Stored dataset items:

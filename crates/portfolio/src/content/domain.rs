use serde::Serialize;

use crate::filter::{Categorized, Category};

/// Records that carry an identifier unique within their collection.
pub trait Identified {
    fn id(&self) -> &'static str;
}

#[derive(Debug, Clone, Copy, PartialEq, Eq, Hash, Serialize)]
#[serde(rename_all = "snake_case")]
pub enum PublicationStatus {
    Published,
    UnderReview,
    Preprint,
}

impl PublicationStatus {
    pub const fn label(self) -> &'static str {
        match self {
            Self::Published => "Published",
            Self::UnderReview => "Under Review",
            Self::Preprint => "Preprint",
        }
    }
}

#[derive(Debug, Clone, Serialize)]
pub struct PublicationRecord {
    pub id: &'static str,
    pub title: &'static str,
    pub venue: &'static str,
    pub year: u16,
    pub authors: &'static [&'static str],
    pub status: PublicationStatus,
    #[serde(skip_serializing_if = "Option::is_none")]
    pub impact: Option<&'static str>,
    pub link: &'static str,
    pub citation: &'static str,
}

#[derive(Debug, Clone, Serialize)]
pub struct ExperienceRecord {
    pub id: &'static str,
    pub role: &'static str,
    pub organization: &'static str,
    pub period: &'static str,
    pub description: &'static str,
    pub skills: &'static [&'static str],
}

#[derive(Debug, Clone, Serialize)]
pub struct EducationRecord {
    pub id: &'static str,
    pub degree: &'static str,
    pub institution: &'static str,
    pub period: &'static str,
    pub description: &'static str,
    pub honors: &'static [&'static str],
}

#[derive(Debug, Clone, Copy, PartialEq, Eq, Hash, Serialize)]
#[serde(rename_all = "kebab-case")]
pub enum CertificationCategory {
    CloudVendor,
    Ai,
    EnterprisePlatform,
    Academic,
}

impl Category for CertificationCategory {
    fn ordered() -> &'static [Self] {
        &[
            Self::CloudVendor,
            Self::Ai,
            Self::EnterprisePlatform,
            Self::Academic,
        ]
    }

    fn label(self) -> &'static str {
        match self {
            Self::CloudVendor => "Cloud",
            Self::Ai => "AI",
            Self::EnterprisePlatform => "Enterprise",
            Self::Academic => "Academic",
        }
    }

    fn slug(self) -> &'static str {
        match self {
            Self::CloudVendor => "cloud-vendor",
            Self::Ai => "ai",
            Self::EnterprisePlatform => "enterprise-platform",
            Self::Academic => "academic",
        }
    }
}

#[derive(Debug, Clone, Copy, PartialEq, Eq, Hash, Serialize)]
#[serde(rename_all = "snake_case")]
pub enum VerificationStatus {
    Verified,
    Planned,
}

impl VerificationStatus {
    pub const fn label(self) -> &'static str {
        match self {
            Self::Verified => "Verified",
            Self::Planned => "Planned",
        }
    }
}

#[derive(Debug, Clone, Serialize)]
pub struct CertificationRecord {
    pub id: &'static str,
    pub title: &'static str,
    pub issuer: &'static str,
    pub date: &'static str,
    pub category: CertificationCategory,
    pub status: VerificationStatus,
    #[serde(skip_serializing_if = "Option::is_none")]
    pub credential_id: Option<&'static str>,
    pub description: &'static str,
    #[serde(skip_serializing_if = "Option::is_none")]
    pub verification_link: Option<&'static str>,
}

#[derive(Debug, Clone, Copy, PartialEq, Eq, Hash, Serialize)]
#[serde(rename_all = "snake_case")]
pub enum TestimonialCategory {
    Research,
    Engineering,
    Leadership,
}

impl Category for TestimonialCategory {
    fn ordered() -> &'static [Self] {
        &[Self::Research, Self::Engineering, Self::Leadership]
    }

    fn label(self) -> &'static str {
        match self {
            Self::Research => "Research",
            Self::Engineering => "Engineering",
            Self::Leadership => "Leadership",
        }
    }

    fn slug(self) -> &'static str {
        match self {
            Self::Research => "research",
            Self::Engineering => "engineering",
            Self::Leadership => "leadership",
        }
    }
}

#[derive(Debug, Clone, Serialize)]
pub struct TestimonialRecord {
    pub id: &'static str,
    pub quote: &'static str,
    pub author: &'static str,
    pub role: &'static str,
    pub organization: &'static str,
    pub category: TestimonialCategory,
}

#[derive(Debug, Clone, Copy, PartialEq, Eq, Hash, Serialize)]
#[serde(rename_all = "snake_case")]
pub enum ProjectCategory {
    Ai,
    Salesforce,
    Data,
}

impl Category for ProjectCategory {
    fn ordered() -> &'static [Self] {
        &[Self::Ai, Self::Salesforce, Self::Data]
    }

    fn label(self) -> &'static str {
        match self {
            Self::Ai => "AI",
            Self::Salesforce => "Salesforce",
            Self::Data => "Data",
        }
    }

    fn slug(self) -> &'static str {
        match self {
            Self::Ai => "ai",
            Self::Salesforce => "salesforce",
            Self::Data => "data",
        }
    }
}

/// Gradient used behind a project card header.
#[derive(Debug, Clone, Copy, PartialEq, Eq, Serialize)]
#[serde(rename_all = "snake_case")]
pub enum Accent {
    Indigo,
    Emerald,
    Amber,
    Violet,
    Sky,
    Fuchsia,
    Rose,
    Teal,
    Sunset,
}

impl Accent {
    pub const fn css_class(self) -> &'static str {
        match self {
            Self::Indigo => "accent-indigo",
            Self::Emerald => "accent-emerald",
            Self::Amber => "accent-amber",
            Self::Violet => "accent-violet",
            Self::Sky => "accent-sky",
            Self::Fuchsia => "accent-fuchsia",
            Self::Rose => "accent-rose",
            Self::Teal => "accent-teal",
            Self::Sunset => "accent-sunset",
        }
    }
}

#[derive(Debug, Clone, Serialize)]
pub struct ProjectRecord {
    pub id: &'static str,
    pub title: &'static str,
    pub description: &'static str,
    pub tags: &'static [&'static str],
    pub category: ProjectCategory,
    #[serde(skip_serializing_if = "Option::is_none")]
    pub link: Option<&'static str>,
    #[serde(skip_serializing_if = "Option::is_none")]
    pub repository: Option<&'static str>,
    pub featured: bool,
    pub accent: Accent,
}

#[derive(Debug, Clone, Serialize)]
pub struct ResearchPillar {
    pub title: &'static str,
    pub description: &'static str,
    pub primary: bool,
}

#[derive(Debug, Clone, Serialize)]
pub struct BiographyChapter {
    pub id: &'static str,
    pub title: &'static str,
    pub paragraphs: &'static [&'static str],
    #[serde(skip_serializing_if = "Option::is_none")]
    pub epigraph: Option<&'static str>,
}

#[derive(Debug, Clone, Serialize)]
pub struct SocialLink {
    pub label: &'static str,
    pub url: &'static str,
}

#[derive(Debug, Clone, Serialize)]
pub struct Metric {
    pub value: &'static str,
    pub label: &'static str,
}

#[derive(Debug, Clone, Serialize)]
pub struct Profile {
    pub name: &'static str,
    pub affiliation: &'static str,
    pub focus: &'static str,
    pub tagline: &'static str,
    pub summary: &'static [&'static str],
    #[serde(skip_serializing_if = "Option::is_none")]
    pub avatar_url: Option<&'static str>,
    pub email: &'static str,
    pub socials: &'static [SocialLink],
    pub metrics: &'static [Metric],
    pub lab_name: &'static str,
}

impl Profile {
    /// Up to two uppercase initials, used when the avatar is missing or fails to load.
    pub fn initials(&self) -> String {
        self.name
            .split_whitespace()
            .filter_map(|part| part.chars().find(|c| c.is_alphabetic()))
            .take(2)
            .flat_map(char::to_uppercase)
            .collect()
    }
}

macro_rules! identified {
    ($($record:ty),+ $(,)?) => {
        $(
            impl Identified for $record {
                fn id(&self) -> &'static str {
                    self.id
                }
            }
        )+
    };
}

identified!(
    PublicationRecord,
    ExperienceRecord,
    EducationRecord,
    CertificationRecord,
    TestimonialRecord,
    ProjectRecord,
    BiographyChapter,
);

impl Categorized for CertificationRecord {
    type Category = CertificationCategory;

    fn category(&self) -> CertificationCategory {
        self.category
    }
}

impl Categorized for TestimonialRecord {
    type Category = TestimonialCategory;

    fn category(&self) -> TestimonialCategory {
        self.category
    }
}

impl Categorized for ProjectRecord {
    type Category = ProjectCategory;

    fn category(&self) -> ProjectCategory {
        self.category
    }
}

Assignment →
The response must contain exactly the lines from the one with "pub email: &'static" to the end of the entries above, both included, and nothing more.

Solution for this problem →
    pub email: &'static str,
    pub socials: &'static [SocialLink],
    pub metrics: &'static [Metric],
    pub lab_name: &'static str,
}

impl Profile {
    /// Up to two uppercase initials, used when the avatar is missing or fails to load.
    pub fn initials(&self) -> String {
        self.name
            .split_whitespace()
            .filter_map(|part| part.chars().find(|c| c.is_alphabetic()))
            .take(2)
            .flat_map(char::to_uppercase)
            .collect()
    }
}

macro_rules! identified {
    ($($record:ty),+ $(,)?) => {
        $(
            impl Identified for $record {
                fn id(&self) -> &'static str {
                    self.id
                }
            }
        )+
    };
}

identified!(
    PublicationRecord,
    ExperienceRecord,
    EducationRecord,
    CertificationRecord,
    TestimonialRecord,
    ProjectRecord,
    BiographyChapter,
);

impl Categorized for CertificationRecord {
    type Category = CertificationCategory;

    fn category(&self) -> CertificationCategory {
        self.category
    }
}

impl Categorized for TestimonialRecord {
    type Category = TestimonialCategory;

    fn category(&self) -> TestimonialCategory {
        self.category
    }
}

impl Categorized for ProjectRecord {
    type Category = ProjectCategory;

    fn category(&self) -> ProjectCategory {
        self.category
    }
}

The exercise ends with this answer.